====== Records shown ======

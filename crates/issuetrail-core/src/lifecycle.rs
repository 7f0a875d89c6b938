//! Create-or-comment orchestration for captured errors.
//!
//! One call to [`LifecycleManager::report`] handles one occurrence: look the
//! fingerprint up, open an issue if it is unseen (or its record expired),
//! otherwise comment on the linked issue, then write the refreshed record.
//!
//! The manager holds no locks. Two concurrent reports of an unseen fingerprint
//! can both miss the lookup and both open an issue; the later `put` wins and
//! the other issue loses its record. Callers that need strict one-issue-per-
//! window must serialize reports per fingerprint.
//!
//! A report interrupted between the tracker call and the `put` leaves the
//! tracker ahead of the store: after a create, the issue has no record and the
//! next occurrence opens another one; after a comment, the count is one behind.

use crate::clock::{Clock, SystemClock};
use crate::config::ReporterConfig;
use crate::error::{LifecycleError, LifecycleResult, StoreError};
use crate::fingerprint::fingerprint_error;
use crate::render::{issue_body, issue_title, occurrence_comment};
use crate::store::OccurrenceStore;
use crate::tracker::{NewIssue, TrackerClient};
use crate::types::{CapturedError, Fingerprint, IssueId, LifecycleRecord, Occurrence};
use serde::Serialize;
use std::future::Future;
use std::sync::Arc;
use std::time::Duration;
use tracing::{error, info, warn};

/// What a successful report did on the tracker.
#[derive(Debug, Clone, PartialEq, Eq, Serialize)]
#[serde(tag = "action", rename_all = "snake_case")]
pub enum ReportOutcome {
    Created {
        fingerprint: Fingerprint,
        issue_id: IssueId,
    },
    Commented {
        fingerprint: Fingerprint,
        issue_id: IssueId,
        occurrence_count: u64,
    },
}

impl ReportOutcome {
    pub fn issue_id(&self) -> IssueId {
        match self {
            ReportOutcome::Created { issue_id, .. } | ReportOutcome::Commented { issue_id, .. } => {
                *issue_id
            }
        }
    }

    pub fn occurrence_count(&self) -> u64 {
        match self {
            ReportOutcome::Created { .. } => 1,
            ReportOutcome::Commented {
                occurrence_count, ..
            } => *occurrence_count,
        }
    }
}

pub struct LifecycleManager<S, T> {
    store: S,
    tracker: T,
    config: Arc<ReporterConfig>,
    clock: Arc<dyn Clock>,
}

impl<S, T> LifecycleManager<S, T>
where
    S: OccurrenceStore,
    T: TrackerClient,
{
    pub fn new(store: S, tracker: T, config: Arc<ReporterConfig>) -> Self {
        Self::with_clock(store, tracker, config, Arc::new(SystemClock))
    }

    pub fn with_clock(store: S, tracker: T, config: Arc<ReporterConfig>, clock: Arc<dyn Clock>) -> Self {
        Self {
            store,
            tracker,
            config,
            clock,
        }
    }

    /// Report one occurrence of `error`.
    pub async fn report(&self, error: &CapturedError) -> LifecycleResult<ReportOutcome> {
        let fp = fingerprint_error(error);
        info!(
            fingerprint = %fp.short(),
            status = error.status_code,
            location = %error.location(),
            "handling captured error"
        );

        let existing = match self.lookup(&fp).await {
            Ok(existing) => existing,
            Err(source) => {
                warn!(fingerprint = %fp.short(), error = %source, "occurrence lookup failed, report deferred");
                return Err(LifecycleError::StoreUnavailable {
                    fingerprint: fp,
                    source,
                });
            }
        };

        match existing {
            None => self.open_issue(fp, error).await,
            Some(record) => self.add_occurrence(record).await,
        }
    }

    async fn open_issue(&self, fp: Fingerprint, error: &CapturedError) -> LifecycleResult<ReportOutcome> {
        let issue = NewIssue {
            title: issue_title(error),
            body: issue_body(error, 1),
            labels: self.config.labels.clone(),
        };

        let issue_id = match self.tracker.create_issue(&issue).await {
            Ok(id) => id,
            Err(source) => {
                error!(fingerprint = %fp.short(), kind = source.kind(), error = %source, "failed to create issue");
                return Err(LifecycleError::Tracker {
                    fingerprint: fp,
                    source,
                });
            }
        };
        info!(fingerprint = %fp.short(), issue = %issue_id, "created issue");

        self.save(fp.clone(), Occurrence::first(issue_id)).await?;
        Ok(ReportOutcome::Created {
            fingerprint: fp,
            issue_id,
        })
    }

    async fn add_occurrence(&self, record: LifecycleRecord) -> LifecycleResult<ReportOutcome> {
        let next = record.next_occurrence();
        let body = occurrence_comment(next.occurrence_count, self.clock.now());
        let fp = record.fingerprint;

        if let Err(source) = self.tracker.add_comment(next.issue_id, &body).await {
            error!(
                fingerprint = %fp.short(),
                issue = %next.issue_id,
                count = next.occurrence_count,
                kind = source.kind(),
                error = %source,
                "failed to add occurrence comment"
            );
            return Err(LifecycleError::Tracker {
                fingerprint: fp,
                source,
            });
        }
        info!(
            fingerprint = %fp.short(),
            issue = %next.issue_id,
            count = next.occurrence_count,
            "added occurrence comment"
        );

        self.save(fp.clone(), next).await?;
        Ok(ReportOutcome::Commented {
            fingerprint: fp,
            issue_id: next.issue_id,
            occurrence_count: next.occurrence_count,
        })
    }

    async fn lookup(&self, fp: &Fingerprint) -> Result<Option<LifecycleRecord>, StoreError> {
        bounded(self.config.store_timeout, self.store.get(fp)).await
    }

    async fn save(&self, fp: Fingerprint, occurrence: Occurrence) -> LifecycleResult<()> {
        let written = bounded(
            self.config.store_timeout,
            self.store.put(&fp, occurrence, self.config.ttl),
        )
        .await;

        match written {
            Ok(_) => Ok(()),
            Err(source) => {
                error!(
                    fingerprint = %fp.short(),
                    issue = %occurrence.issue_id,
                    count = occurrence.occurrence_count,
                    error = %source,
                    "tracker updated but occurrence record not saved"
                );
                Err(LifecycleError::RecordNotSaved {
                    fingerprint: fp,
                    issue_id: occurrence.issue_id,
                    occurrence_count: occurrence.occurrence_count,
                    source,
                })
            }
        }
    }
}

async fn bounded<F, R>(limit: Duration, fut: F) -> Result<R, StoreError>
where
    F: Future<Output = Result<R, StoreError>>,
{
    match tokio::time::timeout(limit, fut).await {
        Ok(result) => result,
        Err(_) => Err(StoreError::Timeout),
    }
}
use chrono::{DateTime, Utc};
use serde::{Deserialize, Serialize};
use std::fmt;

/// An application error selected for reporting by the host's failure hook.
#[derive(Debug, Clone, PartialEq, Eq, Serialize, Deserialize)]
pub struct CapturedError {
    pub message: String,
    #[serde(rename = "file")]
    pub source_file: String,
    #[serde(rename = "line")]
    pub source_line: u32,
    #[serde(rename = "trace", default)]
    pub stack_trace: String,
    #[serde(rename = "status", default = "default_status")]
    pub status_code: u16,
}

fn default_status() -> u16 {
    500
}

impl CapturedError {
    pub fn new(
        message: impl Into<String>,
        source_file: impl Into<String>,
        source_line: u32,
        status_code: u16,
    ) -> Self {
        Self {
            message: message.into(),
            source_file: source_file.into(),
            source_line,
            stack_trace: String::new(),
            status_code,
        }
    }

    pub fn with_stack_trace(mut self, stack_trace: impl Into<String>) -> Self {
        self.stack_trace = stack_trace.into();
        self
    }

    /// `file:line` as shown to humans.
    pub fn location(&self) -> String {
        format!("{}:{}", self.source_file, self.source_line)
    }
}

/// Deduplication key of an error.
#[derive(Debug, Clone, PartialEq, Eq, Hash, PartialOrd, Ord, Serialize, Deserialize)]
#[serde(transparent)]
pub struct Fingerprint(String);

impl Fingerprint {
    pub fn new(value: impl Into<String>) -> Self {
        Self(value.into())
    }

    pub fn as_str(&self) -> &str {
        &self.0
    }

    /// First 12 hex characters, for log lines.
    pub fn short(&self) -> &str {
        self.0.get(..12).unwrap_or(&self.0)
    }
}

impl fmt::Display for Fingerprint {
    fn fmt(&self, f: &mut fmt::Formatter<'_>) -> fmt::Result {
        f.write_str(&self.0)
    }
}

impl AsRef<str> for Fingerprint {
    fn as_ref(&self) -> &str {
        &self.0
    }
}

/// Identifier the tracker assigned to an issue. Opaque to the core.
#[derive(Debug, Clone, Copy, PartialEq, Eq, Hash, Serialize, Deserialize)]
#[serde(transparent)]
pub struct IssueId(pub u64);

impl fmt::Display for IssueId {
    fn fmt(&self, f: &mut fmt::Formatter<'_>) -> fmt::Result {
        write!(f, "#{}", self.0)
    }
}

/// Values written by a `put`. The store stamps the expiry.
#[derive(Debug, Clone, Copy, PartialEq, Eq)]
pub struct Occurrence {
    pub issue_id: IssueId,
    pub occurrence_count: u64,
}

impl Occurrence {
    pub fn first(issue_id: IssueId) -> Self {
        Self {
            issue_id,
            occurrence_count: 1,
        }
    }
}

/// Per-fingerprint lifecycle state owned by an occurrence store.
#[derive(Debug, Clone, PartialEq, Eq, Serialize, Deserialize)]
pub struct LifecycleRecord {
    pub fingerprint: Fingerprint,
    pub issue_id: IssueId,
    pub occurrence_count: u64,
    pub expires_at: DateTime<Utc>,
}

impl LifecycleRecord {
    pub fn new(fingerprint: Fingerprint, occurrence: Occurrence, expires_at: DateTime<Utc>) -> Self {
        Self {
            fingerprint,
            issue_id: occurrence.issue_id,
            occurrence_count: occurrence.occurrence_count,
            expires_at,
        }
    }

    pub fn is_expired(&self, now: DateTime<Utc>) -> bool {
        now >= self.expires_at
    }

    /// The occurrence that the next observation of this error represents.
    pub fn next_occurrence(&self) -> Occurrence {
        Occurrence {
            issue_id: self.issue_id,
            occurrence_count: self.occurrence_count + 1,
        }
    }
}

======

* **Assignment**
Run a filter over the data above and keep each line that contains the word "unseen".

* **Task answer**
//! fingerprint up, open an issue if it is unseen (or its record expired),
//! The manager holds no locks. Two concurrent reports of an unseen fingerprint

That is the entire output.